Work and Heat

• Recall that:  W = Fd  

• Pressure is defined as force per area, so  F = PA  

• This means that  W = PAd , but  Ad = ΔV = V_f ​− V_i​   

• Finally, we say that  W = P (V_f​−V_i​)  

• This equation relates the work done by a gas to the pressure and the change in volume, but where does the heat come in?

Heat and Internal Energy

• Heat energy is measured in joules, and so is work.

• They both affect the internal energy, U , of a substance in a system. 

• Internal energy is the sum of the kinetic, potential, chemical, electrical, nuclear, and all other forms of energy associated with the atoms and molecules of the system.

• Let's illustrate all of this with an example.

Example

• Suppose we have a gas in a closed cylinder with a piston at one end.

• If we had an external heat source (Q), it would increase the gas molecules' kinetic energy  (ΔQ),  so the gas expands and pushes the piston through a distance, d.

• The change in internal energy of the system is equal to the heat flow into the system minus the work done by the system

• Mathematically:  ΔU = Q − W  

The First Law of Thermodynamics

• The equation that we just found in the example is the mathematical description of the First Law of Thermodynamics. (ΔU = Q − W ) 

• The first law is basically just a restatement of the conservation of energy for a specific thermodynamic process.
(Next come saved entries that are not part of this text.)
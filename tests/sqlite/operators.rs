use quarry::error::QuarryError;
use quarry::prelude::*;

use crate::common::{AnimalRow, Customer, compile_sqlite, customers, ids, setup_db};

fn scalar<T: FromValue>(query: &QueryBuilder) -> quarry::Result<T> {
    let store = setup_db();
    compile_sqlite(query).fetch_scalar(&store, &Parameters::new())
}

fn element(query: &QueryBuilder) -> quarry::Result<Option<Customer>> {
    let store = setup_db();
    compile_sqlite(query).fetch_element(&store, &Parameters::new())
}

fn customers_by(member: &str) -> QueryBuilder {
    let mut query = QueryBuilder::from("Customer");
    let c = query.root();
    query.order_by([Ordering::asc(c.member(member))]);
    query
}

#[test]
fn count_with_and_without_filter() {
    let mut query = QueryBuilder::from("Customer");
    query.count();
    assert_eq!(scalar::<i64>(&query).unwrap(), 5);

    let mut query = QueryBuilder::from("Customer");
    let c = query.root();
    query.filter(c.member("city").eq("Oslo")).long_count();
    assert_eq!(scalar::<i64>(&query).unwrap(), 2);
}

#[test]
fn any_and_all() {
    let mut query = QueryBuilder::from("Customer");
    let c = query.root();
    query.any(Some(c.member("city").eq("Oslo")));
    assert!(scalar::<bool>(&query).unwrap());

    let mut query = QueryBuilder::from("Customer");
    let c = query.root();
    query.filter(c.member("age").gt(100)).any(None);
    assert!(!scalar::<bool>(&query).unwrap());

    let mut query = QueryBuilder::from("Customer");
    let c = query.root();
    query.all(c.member("age").gt(20));
    assert!(scalar::<bool>(&query).unwrap());

    let mut query = QueryBuilder::from("Customer");
    let c = query.root();
    query.all(c.member("age").gt(30));
    assert!(!scalar::<bool>(&query).unwrap());
}

#[test]
fn all_over_a_nullable_predicate_counts_null_as_false() {
    let mut query = QueryBuilder::from("Customer");
    let c = query.root();
    query
        .filter(c.member("age").gt(40))
        .all(c.member("city").eq("Oslo"));
    // Grace has no city
    assert!(!scalar::<bool>(&query).unwrap());
}

#[test]
fn distinct_projection() {
    let mut query = QueryBuilder::from("Customer");
    let c = query.root();
    query.select(c.member("city")).distinct();
    let store = setup_db();
    let mut cities: Vec<Option<String>> = compile_sqlite(&query)
        .fetch_all(&store, &Parameters::new())
        .unwrap();
    cities.sort();
    assert_eq!(
        cities,
        [None, Some("Helsinki".to_string()), Some("Oslo".to_string())]
    );
}

#[test]
fn aggregates_over_a_column() {
    let aggregate = |apply: fn(&mut QueryBuilder) -> &mut QueryBuilder| {
        let mut query = QueryBuilder::from("Customer");
        let c = query.root();
        query.select(c.member("age"));
        apply(&mut query);
        query
    };
    assert_eq!(scalar::<i64>(&aggregate(QueryBuilder::min)).unwrap(), 28);
    assert_eq!(scalar::<i64>(&aggregate(QueryBuilder::max)).unwrap(), 52);
    assert_eq!(scalar::<i64>(&aggregate(QueryBuilder::sum)).unwrap(), 191);
    let average = scalar::<f64>(&aggregate(QueryBuilder::average)).unwrap();
    assert!((average - 38.2).abs() < 1e-9);
}

#[test]
fn aggregates_over_no_rows() {
    let empty = |apply: fn(&mut QueryBuilder) -> &mut QueryBuilder| {
        let mut query = QueryBuilder::from("Customer");
        let c = query.root();
        query.filter(c.member("age").gt(100)).select(c.member("age"));
        apply(&mut query);
        query
    };
    assert!(matches!(
        scalar::<i64>(&empty(QueryBuilder::min)),
        Err(QuarryError::EmptySequence)
    ));
    assert!(matches!(
        scalar::<f64>(&empty(QueryBuilder::average)),
        Err(QuarryError::EmptySequence)
    ));
    assert_eq!(scalar::<i64>(&empty(QueryBuilder::sum)).unwrap(), 0);

    // nullable selector: empty min is NULL
    let mut query = QueryBuilder::from("Customer");
    let c = query.root();
    query
        .filter(c.member("age").gt(100))
        .select(c.member("city"))
        .min();
    assert_eq!(scalar::<Option<String>>(&query).unwrap(), None);
}

#[test]
fn first_single_last() {
    let mut query = customers_by("name");
    query.first();
    assert_eq!(element(&query).unwrap().map(|c| c.name).as_deref(), Some("Ada"));

    let mut query = customers_by("name");
    query.last();
    assert_eq!(element(&query).unwrap().map(|c| c.name).as_deref(), Some("Linus"));

    let mut query = QueryBuilder::from("Customer");
    let c = query.root();
    query.filter(c.member("id").eq(3)).single();
    assert_eq!(element(&query).unwrap().map(|c| c.id), Some(3));
}

#[test]
fn element_operators_on_empty_and_ambiguous_input() {
    let mut query = QueryBuilder::from("Customer");
    let c = query.root();
    query.filter(c.member("age").gt(100)).first();
    assert!(matches!(element(&query), Err(QuarryError::EmptySequence)));

    let mut query = QueryBuilder::from("Customer");
    let c = query.root();
    query.filter(c.member("age").gt(100)).first_or_default();
    assert_eq!(element(&query).unwrap(), None);

    let mut query = QueryBuilder::from("Customer");
    let c = query.root();
    query.filter(c.member("city").eq("Oslo")).single();
    assert!(matches!(element(&query), Err(QuarryError::MultipleElements)));

    let mut query = QueryBuilder::from("Customer");
    let c = query.root();
    query.filter(c.member("city").eq("Oslo")).single_or_default();
    assert!(matches!(element(&query), Err(QuarryError::MultipleElements)));
}

#[test]
fn last_without_ordering_still_returns_the_final_row() {
    let mut query = QueryBuilder::from("Customer");
    query.last();
    let compiled = compile_sqlite(&query);
    assert!(!compiled.sql().contains("LIMIT"));
    let store = setup_db();
    let last: Option<Customer> = compiled.fetch_element(&store, &Parameters::new()).unwrap();
    assert!(last.is_some());
}

#[test]
fn skip_and_take_page_through_results() {
    let mut query = customers_by("id");
    query.skip(1).take(2);
    let store = setup_db();
    let rows: Vec<Customer> = compile_sqlite(&query)
        .fetch_all(&store, &Parameters::new())
        .unwrap();
    assert_eq!(ids(&rows), [2, 3]);

    let mut query = customers_by("id");
    query.take(3).skip(1);
    let rows: Vec<Customer> = compile_sqlite(&query)
        .fetch_all(&store, &Parameters::new())
        .unwrap();
    assert_eq!(ids(&rows), [2, 3]);

    let mut query = customers_by("id");
    query.skip(3);
    let rows: Vec<Customer> = compile_sqlite(&query)
        .fetch_all(&store, &Parameters::new())
        .unwrap();
    assert_eq!(ids(&rows), [4, 5]);
}

#[test]
fn count_over_a_page() {
    let mut query = customers_by("id");
    query.skip(2).take(10).count();
    assert_eq!(scalar::<i64>(&query).unwrap(), 3);
}

#[test]
fn of_type_narrows_the_hierarchy() {
    let animals = |entity: &str| -> Vec<AnimalRow> {
        let mut query = QueryBuilder::from("Animal");
        let a = query.root();
        query
            .order_by([Ordering::asc(a.member("id"))])
            .of_type(entity);
        let store = setup_db();
        compile_sqlite(&query)
            .fetch_all(&store, &Parameters::new())
            .unwrap()
    };
    let names = |rows: Vec<AnimalRow>| -> Vec<String> { rows.into_iter().map(|r| r.2).collect() };

    assert_eq!(names(animals("Dog")), ["Rex", "Fido"]);
    assert_eq!(names(animals("Cat")), ["Tom", "Kit"]);
    assert_eq!(names(animals("Kitten")), ["Kit"]);
    assert_eq!(names(animals("Animal")).len(), 4);

    let dogs = animals("Dog");
    assert_eq!(dogs[0].3.as_deref(), Some("beagle"));
    assert_eq!(dogs[1].3, None);
}

#[test]
fn contains_checks_membership() {
    let contains = |item: Expr| {
        let mut query = QueryBuilder::from("Customer");
        let c = query.root();
        query.select(c.member("name")).contains(item);
        query
    };
    assert!(scalar::<bool>(&contains(constant("Ada"))).unwrap());
    assert!(!scalar::<bool>(&contains(constant("Zed"))).unwrap());

    let store = setup_db();
    let compiled = compile_sqlite(&contains(param("name")));
    let hit: bool = compiled
        .fetch_scalar(&store, &Parameters::new().with("name", "Grace"))
        .unwrap();
    let miss: bool = compiled
        .fetch_scalar(&store, &Parameters::new().with("name", "grace"))
        .unwrap();
    assert!(hit);
    assert!(!miss);
}

#[test]
fn scalar_fetch_rejects_sequences() {
    let query = QueryBuilder::from("Customer");
    let store = setup_db();
    let result = compile_sqlite(&query).fetch_scalar::<i64, _>(&store, &Parameters::new());
    assert!(matches!(result, Err(QuarryError::InvalidQuery(_))));
}

#[test]
fn reference_counts_agree() {
    let mut query = QueryBuilder::from("Customer");
    let c = query.root();
    query.filter(c.member("age").lt(40)).count();
    let expected = customers().iter().filter(|c| c.age < 40).count();
    assert_eq!(scalar::<i64>(&query).unwrap(), expected as i64);
}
• Each of the quantities in the equation can be either positive or negative, but what does their sign mean?

Review Signs of Quantities

• Let's look at what the signs of the quantities of the First Law of Thermodynamics mean about the system:

• Do these make sense?

Four Thermodynamic Processes

• Now that we have learned the First Law of Thermodynamics, we want to use it to look at four types of thermodynamic processes.
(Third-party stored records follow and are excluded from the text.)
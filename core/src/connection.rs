//! Store abstraction consumed by the cursors.
//!
//! A [`DataStore`] hands out connection slots. A [`Connection`] executes one
//! bound command and returns a [`DataReader`] that owns its rows, so a cursor
//! can hold the connection and the reader side by side. The async traits
//! mirror the sync ones with `Send` futures.

use core::future::Future;

use crate::command::BoundCommand;
use crate::error::Result;
use crate::row::ValueRow;

/// Forward-only row source of one executed command.
pub trait DataReader {
    /// Next row, or `None` once the result set is exhausted.
    fn next_row(&mut self) -> Result<Option<ValueRow>>;
}

pub trait Connection {
    type Reader: DataReader;

    fn execute_reader(&mut self, command: &BoundCommand) -> Result<Self::Reader>;
}

pub trait DataStore {
    type Connection: Connection;

    /// Acquires a connection slot.
    fn open(&self) -> Result<Self::Connection>;

    /// Returns a slot to the store. Called exactly once per opened connection.
    fn close(&self, connection: Self::Connection) {
        drop(connection);
    }

    /// How many cursors may read at once; `None` when unbounded.
    ///
    /// A query streams its includes only when the primary cursor and every
    /// include cursor fit. Otherwise include queries are buffered before
    /// the primary cursor opens.
    fn max_active_cursors(&self) -> Option<usize> {
        None
    }
}

// =============================================================================
// Async mirrors
// =============================================================================

pub trait AsyncDataReader: Send {
    fn next_row(&mut self) -> impl Future<Output = Result<Option<ValueRow>>> + Send;
}

pub trait AsyncConnection: Send {
    type Reader: AsyncDataReader;

    fn execute_reader(
        &mut self,
        command: &BoundCommand,
    ) -> impl Future<Output = Result<Self::Reader>> + Send;
}

pub trait AsyncDataStore: Sync {
    type Connection: AsyncConnection;

    fn open(&self) -> impl Future<Output = Result<Self::Connection>> + Send;

    fn close(&self, connection: Self::Connection) {
        drop(connection);
    }

    fn max_active_cursors(&self) -> Option<usize> {
        None
    }
}
use quarry::error::QuarryError;
use quarry::prelude::*;

use crate::common::{Customer, compile_sqlite, setup_db, sorted_ids};

#[test]
fn parameters_rebind_without_recompiling() {
    let mut query = QueryBuilder::from("Customer");
    let c = query.root();
    query.filter(c.member("age").gt(param("min_age")));
    let compiled = compile_sqlite(&query);
    let store = setup_db();

    let rows: Vec<Customer> = compiled
        .fetch_all(&store, &Parameters::new().with("min_age", 30))
        .unwrap();
    assert_eq!(sorted_ids(&rows), [1, 2, 4]);

    let rows: Vec<Customer> = compiled
        .fetch_all(&store, &Parameters::new().with("min_age", 40))
        .unwrap();
    assert_eq!(sorted_ids(&rows), [2, 4]);
}

#[test]
fn missing_parameter_fails_before_execution() {
    let mut query = QueryBuilder::from("Customer");
    let c = query.root();
    query.filter(c.member("age").gt(param("min_age")));
    let compiled = compile_sqlite(&query);
    let store = setup_db();
    let params = Parameters::new();
    let result = compiled.run(&store, &params, RowMaterializer::<Customer>::new());
    assert!(matches!(result, Err(QuarryError::MissingParameter(name)) if name == "min_age"));
}

#[test]
fn take_and_skip_accept_parameters() {
    let mut query = QueryBuilder::from("Customer");
    let c = query.root();
    query
        .order_by([Ordering::asc(c.member("id"))])
        .skip(param("offset"))
        .take(param("n"));
    let compiled = compile_sqlite(&query);
    let store = setup_db();

    let params: Parameters = [("offset", 1), ("n", 2)].into_iter().collect();
    let rows: Vec<Customer> = compiled.fetch_all(&store, &params).unwrap();
    assert_eq!(sorted_ids(&rows), [2, 3]);

    // negative counts clamp to zero
    let params: Parameters = [("offset", -4), ("n", -1)].into_iter().collect();
    let rows: Vec<Customer> = compiled.fetch_all(&store, &params).unwrap();
    assert!(rows.is_empty());

    let params: Parameters = [("offset", -4), ("n", 10)].into_iter().collect();
    let rows: Vec<Customer> = compiled.fetch_all(&store, &params).unwrap();
    assert_eq!(rows.len(), 5);
}

#[test]
fn null_parameter_matches_null_columns() {
    let mut query = QueryBuilder::from("Customer");
    let c = query.root();
    query.filter(c.member("city").eq(param("city")));
    let compiled = compile_sqlite(&query);
    let store = setup_db();

    let rows: Vec<Customer> = compiled
        .fetch_all(&store, &Parameters::new().with("city", Value::Null))
        .unwrap();
    assert_eq!(sorted_ids(&rows), [2, 5]);

    let rows: Vec<Customer> = compiled
        .fetch_all(&store, &Parameters::new().with("city", "Oslo"))
        .unwrap();
    assert_eq!(sorted_ids(&rows), [1, 4]);
}

#[test]
fn parameters_in_client_predicates() {
    let mut query = QueryBuilder::from("Customer");
    let c = query.root();
    query
        .filter(client(crate::common::shout(), [c.member("name")]).eq(param("shouted")));
    let compiled = compile_sqlite(&query);
    assert!(compiled.requires_client_eval());
    let store = setup_db();

    let rows: Vec<Customer> = compiled
        .fetch_all(&store, &Parameters::new().with("shouted", "LINUS"))
        .unwrap();
    assert_eq!(sorted_ids(&rows), [3]);
}

#[test]
fn command_lists_its_parameter_names() {
    let mut query = QueryBuilder::from("Customer");
    let c = query.root();
    query
        .filter(c.member("age").gt(param("min_age")))
        .take(param("n"));
    let compiled = compile_sqlite(&query);
    let names: Vec<&str> = compiled.command().parameter_names().collect();
    assert_eq!(names, ["min_age", "n"]);
}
• While we discuss these processes, take note of the names and their meaning to help you understand what is happening.

• You can then relate this to the variable that is held constant.

Isothermal Process

• In an isothermal process, temperature remains constant throughout the system.

• This implies that the internal energy is also constant, so ΔU = 0   

• This means that  Q = W  

• During an isothermal process, the piston moves slowly while the system is held in thermal contact with a heat reservoir at a fixed temperature.
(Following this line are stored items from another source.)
use std::fmt;
use std::sync::Arc;

use compact_str::CompactString;

use crate::value::Value;

/// Stable identity of a logical query source within one query model.
#[derive(Debug, Clone, Copy, PartialEq, Eq, Hash, PartialOrd, Ord)]
pub struct SourceHandle(pub(crate) u32);

impl SourceHandle {
    /// Member access on this source.
    pub fn member(self, name: impl Into<CompactString>) -> Expr {
        Expr::Member {
            source: self,
            name: name.into(),
        }
    }

    /// The whole entity this source ranges over.
    pub fn entity(self) -> Expr {
        Expr::Source(self)
    }
}

#[derive(Debug, Clone, Copy, PartialEq, Eq, Hash)]
pub enum BinaryOp {
    Eq,
    Ne,
    Lt,
    Le,
    Gt,
    Ge,
    And,
    Or,
    Add,
    Sub,
    Mul,
    Div,
}

impl BinaryOp {
    pub const fn is_comparison(self) -> bool {
        matches!(
            self,
            BinaryOp::Eq | BinaryOp::Ne | BinaryOp::Lt | BinaryOp::Le | BinaryOp::Gt | BinaryOp::Ge
        )
    }

    pub const fn is_logical(self) -> bool {
        matches!(self, BinaryOp::And | BinaryOp::Or)
    }
}

/// String methods with a server translation.
#[derive(Debug, Clone, Copy, PartialEq, Eq, Hash)]
pub enum Method {
    StartsWith,
    EndsWith,
    Contains,
    ToUpper,
    ToLower,
    Length,
    Trim,
}

impl Method {
    pub const fn arity(self) -> usize {
        match self {
            Method::StartsWith | Method::EndsWith | Method::Contains => 1,
            Method::ToUpper | Method::ToLower | Method::Length | Method::Trim => 0,
        }
    }
}

/// Opaque host function. Never translated to SQL.
#[derive(Clone)]
pub struct ClientFn {
    name: CompactString,
    f: Arc<dyn Fn(&[Value]) -> Value + Send + Sync>,
}

impl ClientFn {
    pub fn new(
        name: impl Into<CompactString>,
        f: impl Fn(&[Value]) -> Value + Send + Sync + 'static,
    ) -> Self {
        Self {
            name: name.into(),
            f: Arc::new(f),
        }
    }

    pub fn name(&self) -> &str {
        &self.name
    }

    pub fn call(&self, args: &[Value]) -> Value {
        (self.f)(args)
    }
}

impl fmt::Debug for ClientFn {
    fn fmt(&self, f: &mut fmt::Formatter<'_>) -> fmt::Result {
        f.debug_tuple("ClientFn").field(&self.name).finish()
    }
}

impl PartialEq for ClientFn {
    fn eq(&self, other: &Self) -> bool {
        Arc::ptr_eq(&self.f, &other.f)
    }
}

/// Expression tree of the query model.
#[derive(Debug, Clone, PartialEq)]
pub enum Expr {
    Source(SourceHandle),
    Member {
        source: SourceHandle,
        name: CompactString,
    },
    Constant(Value),
    Parameter(CompactString),
    Binary {
        op: BinaryOp,
        left: Box<Expr>,
        right: Box<Expr>,
    },
    Not(Box<Expr>),
    In {
        operand: Box<Expr>,
        values: Vec<Value>,
        negated: bool,
    },
    Call {
        method: Method,
        target: Box<Expr>,
        args: Vec<Expr>,
    },
    Conditional {
        test: Box<Expr>,
        then: Box<Expr>,
        otherwise: Box<Expr>,
    },
    Client {
        function: ClientFn,
        args: Vec<Expr>,
    },
    Tuple(Vec<Expr>),
}

/// Constant expression.
pub fn constant(value: impl Into<Value>) -> Expr {
    Expr::Constant(value.into())
}

/// Named parameter resolved at execution time.
pub fn param(name: impl Into<CompactString>) -> Expr {
    Expr::Parameter(name.into())
}

/// `CASE WHEN test THEN then ELSE otherwise END`.
pub fn condition(test: Expr, then: impl Into<Expr>, otherwise: impl Into<Expr>) -> Expr {
    Expr::Conditional {
        test: Box::new(test),
        then: Box::new(then.into()),
        otherwise: Box::new(otherwise.into()),
    }
}

/// Host function over evaluated arguments.
pub fn client(function: ClientFn, args: impl IntoIterator<Item = Expr>) -> Expr {
    Expr::Client {
        function,
        args: args.into_iter().collect(),
    }
}

pub fn tuple(items: impl IntoIterator<Item = Expr>) -> Expr {
    Expr::Tuple(items.into_iter().collect())
}

macro_rules! impl_constant_from {
    ($($ty:ty),*) => { $(
        impl From<$ty> for Expr {
            #[inline]
            fn from(value: $ty) -> Self {
                Expr::Constant(Value::from(value))
            }
        }
    )* }
}

impl_constant_from!(Value, i32, i64, f64, bool, &str, String, Vec<u8>);

impl<T: Into<Value>> From<Option<T>> for Expr {
    fn from(value: Option<T>) -> Self {
        Expr::Constant(value.into())
    }
}

macro_rules! binary_builders {
    ($($name:ident => $op:ident),* $(,)?) => {
        $(
            pub fn $name(self, other: impl Into<Expr>) -> Expr {
                self.binary(BinaryOp::$op, other.into())
            }
        )*
    };
}

macro_rules! method_builders {
    ($($name:ident => $method:ident),* $(,)?) => {
        $(
            pub fn $name(self) -> Expr {
                self.call(Method::$method, Vec::new())
            }
        )*
    };
}

impl Expr {
    pub fn binary(self, op: BinaryOp, other: Expr) -> Expr {
        Expr::Binary {
            op,
            left: Box::new(self),
            right: Box::new(other),
        }
    }

    binary_builders! {
        eq => Eq,
        ne => Ne,
        lt => Lt,
        le => Le,
        gt => Gt,
        ge => Ge,
        and => And,
        or => Or,
        add => Add,
        sub => Sub,
        mul => Mul,
        div => Div,
    }

    method_builders! {
        to_upper => ToUpper,
        to_lower => ToLower,
        length => Length,
        trim => Trim,
    }

    pub fn is_null(self) -> Expr {
        self.eq(Value::Null)
    }

    pub fn is_not_null(self) -> Expr {
        self.ne(Value::Null)
    }

    pub fn not(self) -> Expr {
        Expr::Not(Box::new(self))
    }

    pub fn in_list(self, values: impl IntoIterator<Item = impl Into<Value>>) -> Expr {
        Expr::In {
            operand: Box::new(self),
            values: values.into_iter().map(Into::into).collect(),
            negated: false,
        }
    }

    pub fn not_in_list(self, values: impl IntoIterator<Item = impl Into<Value>>) -> Expr {
        Expr::In {
            operand: Box::new(self),
            values: values.into_iter().map(Into::into).collect(),
            negated: true,
        }
    }

    pub fn call(self, method: Method, args: Vec<Expr>) -> Expr {
        Expr::Call {
            method,
            target: Box::new(self),
            args,
        }
    }

    pub fn starts_with(self, prefix: impl Into<Expr>) -> Expr {
        self.call(Method::StartsWith, vec![prefix.into()])
    }

    pub fn ends_with(self, suffix: impl Into<Expr>) -> Expr {
        self.call(Method::EndsWith, vec![suffix.into()])
    }

    pub fn contains(self, needle: impl Into<Expr>) -> Expr {
        self.call(Method::Contains, vec![needle.into()])
    }

    pub(crate) fn is_null_constant(&self) -> bool {
        matches!(self, Expr::Constant(Value::Null))
    }

    /// Visits this expression and every sub-expression, parents first.
    pub fn walk<'a>(&'a self, visit: &mut impl FnMut(&'a Expr)) {
        visit(self);
        match self {
            Expr::Source(_) | Expr::Member { .. } | Expr::Constant(_) | Expr::Parameter(_) => {}
            Expr::Binary { left, right, .. } => {
                left.walk(visit);
                right.walk(visit);
            }
            Expr::Not(inner) => inner.walk(visit),
            Expr::In { operand, .. } => operand.walk(visit),
            Expr::Call { target, args, .. } => {
                target.walk(visit);
                args.iter().for_each(|a| a.walk(visit));
            }
            Expr::Conditional {
                test,
                then,
                otherwise,
            } => {
                test.walk(visit);
                then.walk(visit);
                otherwise.walk(visit);
            }
            Expr::Client { args, .. } | Expr::Tuple(args) => {
                args.iter().for_each(|a| a.walk(visit));
            }
        }
    }
}

#[derive(Debug, Clone, Copy, PartialEq, Eq, Hash, Default)]
pub enum Direction {
    #[default]
    Ascending,
    Descending,
}

impl Direction {
    pub const fn reversed(self) -> Self {
        match self {
            Direction::Ascending => Direction::Descending,
            Direction::Descending => Direction::Ascending,
        }
    }
}

/// One ordering key.
#[derive(Debug, Clone, PartialEq)]
pub struct Ordering {
    pub expr: Expr,
    pub direction: Direction,
}

impl Ordering {
    pub fn asc(expr: Expr) -> Self {
        Self {
            expr,
            direction: Direction::Ascending,
        }
    }

    pub fn desc(expr: Expr) -> Self {
        Self {
            expr,
            direction: Direction::Descending,
        }
    }
}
Graph of Isothermal Process

• For an isothermal process, PV = constant. 

• This actually is derived from the ideal gas law  PV = nRT  

• Each point on the curve represents a specific value of the pressure and volume (the state of the system).

Isobaric Process

• An isobaric process is one in which the pressure remains constant throughout the system.

• The volume is allowed to change (expand or contract), and therefore the temperature will also change.

• As the internal energy changes, work is done by the system (expansion) or work is done on the system (compression).

• Therefore, none of the quantities in the first law of thermodynamics ever reduces to zero.

Graph of Isobaric Process

• If a system undergoes expansion, then it does work on its surroundings.

• This is represented by a horizontal line on a PV diagram.

• If the system undergoes compression (where the surroundings do work on the system) that's also represented by a horizontal line on the PV diagram.

• The only difference is that  V_i > V_f​ 

Isovolumetric Process

• An isovolumetric (sometimes called isometric or isochoric) process is one in which the volume remains constant throughout the system

• Since the volume is constant, W = 0   

• This means that  ΔU = Q  

• When heat is added to the system, the internal energy increases, and the pressure on the walls increases.

• If heat is removed from the system, internal energy decreases and the pressure on the walls decreases.

Graph of Isovolumetric Process

• In an isovolumetric process, the volume is kept constant and the pressure is allowed to vary.

• This leads to a vertical line on the PV graph.

• Since there is no change in volume, no work is done.

• The graph of an isovolumetric process can easily be confused with the graph of an isobaric process.

Adiabatic Process

• In an adiabatic process, no heat transfers into or out of the system.

• A system that expands under adiabatic conditions does positive work so the internal energy decreases along with the temperature.

• A system that contracts under adiabatic conditions does negative work so the internal energy increases along with the temperature.

• Mathematically:  ΔU = −W  

Graph of Adiabatic Process

• During an adiabatic process, no heat is allowed into or out of the system.

• This process follows a curve where PV = constant.

• In an adiabatic process, the pressure drops off more than in an isothermal process that occurs between the same two volumes.

• The adiabatic path is steeper because the gas loses internal energy as it does work.